I first read this book a couple of years ago. At the time, it wasn’t so much an overview of comics as it was an overview of Will Eisner’s comics. Using all of his own works as his examples in the edition of the book that I have, you can see how Eisner constructed his story. Now you could make the argument that Eisner is one of the masters of the medium so if you’re learning about comics the Eisner way, you’re learning about the best. On rereading the book for this article, I was struck by just how dry and academic it is, two things that you can’t say about the best of Eisner’s work.
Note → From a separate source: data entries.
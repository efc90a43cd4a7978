//! A bounded, concurrent, in-memory key→value cache.
//!
//! The engine combines a frequency-aware admission filter (TinyLFU), a
//! three-region replacement policy (W-TinyLFU), and buffered maintenance:
//! reads and writes are recorded into lock-free buffers and drained
//! asynchronously under a single maintenance lock, so the hot read path
//! never blocks. Expiration (after-write and after-access), refresh,
//! loading with per-key coalescing, weak values, write-through, removal
//! listeners, and statistics ride on the same machinery.
//!
//! ```
//! use cortado::CacheBuilder;
//!
//! let cache: cortado::Cache<u64, String> = CacheBuilder::new(10_000)
//!     .record_stats()
//!     .build();
//!
//! cache.put(1, "one".to_string());
//! assert_eq!(cache.get_if_present(&1).as_deref(), Some(&"one".to_string()));
//! assert!(cache.stats().hit_rate() > 0.0);
//! ```

mod buffer;
mod builder;
mod cache;
mod expiry;
mod metrics;
mod policy;
mod store;
mod value;

pub mod clock;
pub mod error;
pub mod executor;
pub mod listener;
pub mod loader;
pub mod weigher;
pub mod writer;

pub use builder::CacheBuilder;
pub use cache::{Cache, PolicyView};
pub use error::{CommitError, ConfigError, LoadError};
pub use listener::RemovalCause;
pub use metrics::stats::CacheStats;
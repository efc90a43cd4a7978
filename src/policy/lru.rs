use std::hash::Hash;

use ahash::{AHashMap, RandomState};

use super::{Policy, Victim};
use crate::error::InvariantError;

/// Sentinel indices in the node arena. The head side is the LRU end.
const HEAD: usize = 0;
const TAIL: usize = 1;
const NIL: usize = usize::MAX;

struct LruNode<K> {
    /// `None` only for the sentinels and recycled slots.
    key: Option<K>,
    key_hash: u64,
    weight: u64,
    stamp: u64,
    prev: usize,
    next: usize,
}

/// Plain LRU over an index-arena doubly-linked list.
///
/// No admission filter: every insert is accepted and the LRU entry pays for
/// it. Kept as the baseline the W-TinyLFU policy is measured against.
pub(crate) struct LruPolicy<K> {
    /// Slot 0 = HEAD sentinel, 1 = TAIL sentinel, 2+ = entries.
    nodes: Vec<LruNode<K>>,
    index: AHashMap<K, usize>,
    by_hash: AHashMap<u64, usize>,
    free: Vec<usize>,
    build_hasher: RandomState,
    total_weight: u64,
    max_total: u64,
}

impl<K: Hash + Eq + Clone + Send> LruPolicy<K> {
    pub(crate) fn new(max_total: u64) -> Self {
        let mut nodes: Vec<LruNode<K>> = Vec::with_capacity(16);
        nodes.push(LruNode {
            key: None,
            key_hash: 0,
            weight: 0,
            stamp: 0,
            prev: NIL,
            next: TAIL,
        });
        nodes.push(LruNode {
            key: None,
            key_hash: 0,
            weight: 0,
            stamp: 0,
            prev: HEAD,
            next: NIL,
        });

        LruPolicy {
            nodes,
            index: AHashMap::new(),
            by_hash: AHashMap::new(),
            free: Vec::new(),
            build_hasher: RandomState::new(),
            total_weight: 0,
            max_total,
        }
    }

    /// Appends `idx` at the MRU (tail) end.
    fn append_tail(&mut self, idx: usize) {
        let last = self.nodes[TAIL].prev;
        self.nodes[idx].prev = last;
        self.nodes[idx].next = TAIL;
        self.nodes[last].next = idx;
        self.nodes[TAIL].prev = idx;
    }

    fn unlink(&mut self, idx: usize) {
        let (prev, next) = (self.nodes[idx].prev, self.nodes[idx].next);
        self.nodes[prev].next = next;
        self.nodes[next].prev = prev;
        self.nodes[idx].prev = NIL;
        self.nodes[idx].next = NIL;
    }

    fn alloc(&mut self, key: K, key_hash: u64, weight: u64, stamp: u64) -> usize {
        let node = LruNode {
            key: Some(key),
            key_hash,
            weight,
            stamp,
            prev: NIL,
            next: NIL,
        };
        if let Some(idx) = self.free.pop() {
            self.nodes[idx] = node;
            idx
        } else {
            self.nodes.push(node);
            self.nodes.len() - 1
        }
    }

    fn seize(&mut self, idx: usize) -> Option<Victim<K>> {
        self.unlink(idx);
        let key = self.nodes[idx].key.take()?;
        let weight = self.nodes[idx].weight;
        let stamp = self.nodes[idx].stamp;
        self.total_weight -= weight;
        self.index.remove(&key);
        if self.by_hash.get(&self.nodes[idx].key_hash) == Some(&idx) {
            self.by_hash.remove(&self.nodes[idx].key_hash);
        }
        self.free.push(idx);
        Some(Victim { key, weight, stamp })
    }

    /// Evicts from the LRU end (skipping zero-weight entries) until the
    /// total fits.
    fn evict(&mut self) -> Vec<Victim<K>> {
        let mut victims = Vec::new();
        while self.total_weight > self.max_total {
            let mut idx = self.nodes[HEAD].next;
            while idx != TAIL && self.nodes[idx].weight == 0 {
                idx = self.nodes[idx].next;
            }
            if idx == TAIL {
                break;
            }
            if let Some(v) = self.seize(idx) {
                victims.push(v);
            }
        }
        victims
    }

    fn touch(&mut self, idx: usize) {
        self.unlink(idx);
        self.append_tail(idx);
    }
}

impl<K: Hash + Eq + Clone + Send> Policy<K> for LruPolicy<K> {
    fn on_access(&mut self, key: &K) {
        if let Some(&idx) = self.index.get(key) {
            self.touch(idx);
        }
    }

    fn on_access_hash(&mut self, h: u64) {
        if let Some(&idx) = self.by_hash.get(&h) {
            self.touch(idx);
        }
    }

    fn on_insert(&mut self, key: K, weight: u64, stamp: u64) -> Vec<Victim<K>> {
        if let Some(&idx) = self.index.get(&key) {
            let old = self.nodes[idx].weight;
            self.nodes[idx].weight = weight;
            self.nodes[idx].stamp = stamp;
            self.total_weight += weight;
            self.total_weight -= old;
            self.touch(idx);
        } else {
            let h = self.build_hasher.hash_one(&key);
            let idx = self.alloc(key.clone(), h, weight, stamp);
            self.index.insert(key, idx);
            self.by_hash.insert(h, idx);
            self.append_tail(idx);
            self.total_weight += weight;
        }
        self.evict()
    }

    fn on_update(&mut self, key: &K, new_weight: u64, stamp: u64) -> Vec<Victim<K>> {
        self.on_insert(key.clone(), new_weight, stamp)
    }

    fn on_remove(&mut self, key: &K) {
        if let Some(&idx) = self.index.get(key) {
            self.seize(idx);
        }
    }

    fn contains(&self, key: &K) -> bool {
        self.index.contains_key(key)
    }

    fn current_weight(&self) -> u64 {
        self.total_weight
    }

    fn max_weight(&self) -> u64 {
        self.max_total
    }

    fn set_max_weight(&mut self, max: u64) -> Vec<Victim<K>> {
        self.max_total = max;
        self.evict()
    }

    fn coldest(&self, n: usize) -> Vec<K> {
        let mut out = Vec::with_capacity(n.min(self.index.len()));
        let mut idx = self.nodes[HEAD].next;
        while idx != TAIL && out.len() < n {
            if let Some(key) = &self.nodes[idx].key {
                out.push(key.clone());
            }
            idx = self.nodes[idx].next;
        }
        out
    }

    fn hottest(&self, n: usize) -> Vec<K> {
        let mut out = Vec::with_capacity(n.min(self.index.len()));
        let mut idx = self.nodes[TAIL].prev;
        while idx != HEAD && out.len() < n {
            if let Some(key) = &self.nodes[idx].key {
                out.push(key.clone());
            }
            idx = self.nodes[idx].prev;
        }
        out
    }

    fn check_invariants(&self) -> Result<(), InvariantError> {
        let mut sum = 0u64;
        let mut seen = 0usize;
        let mut idx = self.nodes[HEAD].next;
        while idx != TAIL {
            let node = &self.nodes[idx];
            if node.key.is_none() {
                return Err(InvariantError::new("dead node linked into the LRU list"));
            }
            sum += node.weight;
            seen += 1;
            idx = node.next;
        }
        if sum != self.total_weight {
            return Err(InvariantError::new(format!(
                "weight counter {} != linked sum {}",
                self.total_weight, sum
            )));
        }
        if seen != self.index.len() {
            return Err(InvariantError::new(format!(
                "{} linked nodes but {} indexed keys",
                seen,
                self.index.len()
            )));
        }
        Ok(())
    }
}

#[cfg(test)]
mod tests {
    use super::*;

    fn insert(p: &mut LruPolicy<&'static str>, key: &'static str, weight: u64) -> Vec<&'static str> {
        p.on_insert(key, weight, 0).into_iter().map(|v| v.key).collect()
    }

    #[test]
    fn evicts_the_lru_entry_when_full() {
        let mut p: LruPolicy<&str> = LruPolicy::new(2);
        assert!(insert(&mut p, "a", 1).is_empty());
        assert!(insert(&mut p, "b", 1).is_empty());
        assert_eq!(insert(&mut p, "c", 1), vec!["a"]);
        p.check_invariants().unwrap();
    }

    #[test]
    fn access_moves_to_the_mru_end() {
        let mut p: LruPolicy<&str> = LruPolicy::new(2);
        insert(&mut p, "a", 1);
        insert(&mut p, "b", 1);
        p.on_access(&"a");
        assert_eq!(insert(&mut p, "c", 1), vec!["b"]);
    }

    #[test]
    fn remove_releases_weight() {
        let mut p: LruPolicy<&str> = LruPolicy::new(3);
        insert(&mut p, "a", 1);
        insert(&mut p, "b", 1);
        p.on_remove(&"a");
        assert_eq!(p.current_weight(), 1);
        assert!(insert(&mut p, "c", 1).is_empty());
        assert!(insert(&mut p, "d", 1).is_empty());
    }

    #[test]
    fn coldest_and_hottest_are_mirrors() {
        let mut p: LruPolicy<&str> = LruPolicy::new(10);
        insert(&mut p, "a", 1);
        insert(&mut p, "b", 1);
        insert(&mut p, "c", 1);
        assert_eq!(p.coldest(10), vec!["a", "b", "c"]);
        assert_eq!(p.hottest(10), vec!["c", "b", "a"]);
    }

    #[test]
    fn zero_weight_entries_survive_pressure() {
        let mut p: LruPolicy<&str> = LruPolicy::new(1);
        insert(&mut p, "free", 0);
        insert(&mut p, "a", 1);
        insert(&mut p, "b", 1);
        assert!(p.contains(&"free"));
        assert!(p.current_weight() <= 1);
    }
}
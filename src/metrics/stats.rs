use std::sync::atomic::{AtomicU64, Ordering};
use std::time::Duration;

/// Atomic counters updated on every cache operation.
///
/// Recording is gated: a cache built without `record_stats()` pays one
/// branch per event and nothing else.
pub(crate) struct StatsCounter {
    enabled: bool,
    hits: AtomicU64,
    misses: AtomicU64,
    load_success: AtomicU64,
    load_failure: AtomicU64,
    total_load_nanos: AtomicU64,
    evictions: AtomicU64,
    eviction_weight: AtomicU64,
}

impl StatsCounter {
    pub(crate) fn new(enabled: bool) -> Self {
        StatsCounter {
            enabled,
            hits: AtomicU64::new(0),
            misses: AtomicU64::new(0),
            load_success: AtomicU64::new(0),
            load_failure: AtomicU64::new(0),
            total_load_nanos: AtomicU64::new(0),
            evictions: AtomicU64::new(0),
            eviction_weight: AtomicU64::new(0),
        }
    }

    #[inline]
    pub(crate) fn record_hit(&self) {
        if self.enabled {
            self.hits.fetch_add(1, Ordering::Relaxed);
        }
    }

    #[inline]
    pub(crate) fn record_miss(&self) {
        if self.enabled {
            self.misses.fetch_add(1, Ordering::Relaxed);
        }
    }

    #[inline]
    pub(crate) fn record_load_success(&self, elapsed: Duration) {
        if self.enabled {
            self.load_success.fetch_add(1, Ordering::Relaxed);
            self.total_load_nanos
                .fetch_add(elapsed.as_nanos() as u64, Ordering::Relaxed);
        }
    }

    #[inline]
    pub(crate) fn record_load_failure(&self, elapsed: Duration) {
        if self.enabled {
            self.load_failure.fetch_add(1, Ordering::Relaxed);
            self.total_load_nanos
                .fetch_add(elapsed.as_nanos() as u64, Ordering::Relaxed);
        }
    }

    #[inline]
    pub(crate) fn record_eviction(&self, weight: u64) {
        if self.enabled {
            self.evictions.fetch_add(1, Ordering::Relaxed);
            self.eviction_weight.fetch_add(weight, Ordering::Relaxed);
        }
    }

    /// Returns a point-in-time snapshot of the statistics.
    pub(crate) fn snapshot(&self) -> CacheStats {
        CacheStats {
            hits: self.hits.load(Ordering::Relaxed),
            misses: self.misses.load(Ordering::Relaxed),
            load_success: self.load_success.load(Ordering::Relaxed),
            load_failure: self.load_failure.load(Ordering::Relaxed),
            total_load_nanos: self.total_load_nanos.load(Ordering::Relaxed),
            evictions: self.evictions.load(Ordering::Relaxed),
            eviction_weight: self.eviction_weight.load(Ordering::Relaxed),
        }
    }
}

/// A point-in-time snapshot of cache statistics.
///
/// Counters are monotonic and best-effort: concurrent readers may observe
/// counts that are instantaneously out of sync with each other.
#[derive(Debug, Clone, Default, PartialEq, Eq)]
pub struct CacheStats {
    /// Lookups that found a live entry.
    pub hits: u64,
    /// Lookups that found nothing (or an expired/collected entry).
    pub misses: u64,
    /// Loads that produced a value.
    pub load_success: u64,
    /// Loads that failed or panicked.
    pub load_failure: u64,
    /// Total nanoseconds spent inside loaders, successful or not.
    pub total_load_nanos: u64,
    /// Entries evicted by the size policy.
    pub evictions: u64,
    /// Total weight released by size evictions.
    pub eviction_weight: u64,
}

impl CacheStats {
    pub fn request_count(&self) -> u64 {
        self.hits + self.misses
    }

    /// `hits / (hits + misses)`, or 0.0 before any request.
    pub fn hit_rate(&self) -> f64 {
        let total = self.request_count();
        if total == 0 {
            0.0
        } else {
            self.hits as f64 / total as f64
        }
    }

    /// `misses / (hits + misses)`, or 0.0 before any request.
    pub fn miss_rate(&self) -> f64 {
        let total = self.request_count();
        if total == 0 {
            0.0
        } else {
            self.misses as f64 / total as f64
        }
    }

    /// Mean nanoseconds per load, or 0.0 before any load.
    pub fn average_load_penalty(&self) -> f64 {
        let loads = self.load_success + self.load_failure;
        if loads == 0 {
            0.0
        } else {
            self.total_load_nanos as f64 / loads as f64
        }
    }
}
I think in this day and age when the basic assumption is that the writing rules comics and the art is subservient to the words, everyone needs to revisit books like Eisner’s and Scott McCloud’s to understand just how these comics that we love work. It’s not necessarily about one over the other. That’s why reviews that don’t even hint that there’s an artist contributing the the comic until the third or fourth paragraph drive me crazy (even though I find myself still guilty of this now and again.) It’s not a case of pictures vs. words when it comes to comics; it’s about how the whole thing works together to create something magical.